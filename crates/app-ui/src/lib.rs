//! Screen flow for the phone login app
//!
//! This crate provides the UI-facing layer: routes, the navigation
//! stack, screen view models, and the event-driven flow that ties the
//! phone input, home, and details screens together.
//!
//! # Modules
//!
//! - [`navigation`] - Routes and the stack navigator
//! - [`screens`] - Screen controllers and view models
//! - [`flow`] - The flow state machine and its events
//!
//! # Example
//!
//! ```rust
//! use app_core::LoginConfig;
//! use app_ui::{FlowEvent, FlowOutcome, Route, ScreenFlow};
//!
//! let mut flow = ScreenFlow::new(LoginConfig::default()).unwrap();
//! flow.dispatch(FlowEvent::TextChanged("84912345678".into())).unwrap();
//! flow.dispatch(FlowEvent::SubmitPressed).unwrap();
//!
//! // Logout asks first
//! let outcome = flow.dispatch(FlowEvent::LogoutPressed).unwrap();
//! assert!(matches!(outcome, FlowOutcome::Prompt(_)));
//!
//! flow.dispatch(FlowEvent::ConfirmLogout).unwrap();
//! assert_eq!(flow.current_route(), Route::PhoneInput);
//! ```

#![warn(missing_docs)]
#![warn(clippy::all)]

pub mod flow;
pub mod navigation;
pub mod screens;

pub use flow::{FlowError, FlowEvent, FlowOutcome, IgnoreReason, ScreenFlow};

pub use navigation::{NavigationAnimation, NavigationStack, Route, StackEntry, Transition};

pub use screens::{
    ConfirmDialog, DetailsView, HomeScreen, HomeView, PhoneInputScreen, PhoneInputView,
    ScreenView,
};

○ ○ ○

◆ What to work on ◆
In the entries, some lines may contain the word "screens". Give how many do, as a number by itself.

◆ Written solution ◆
4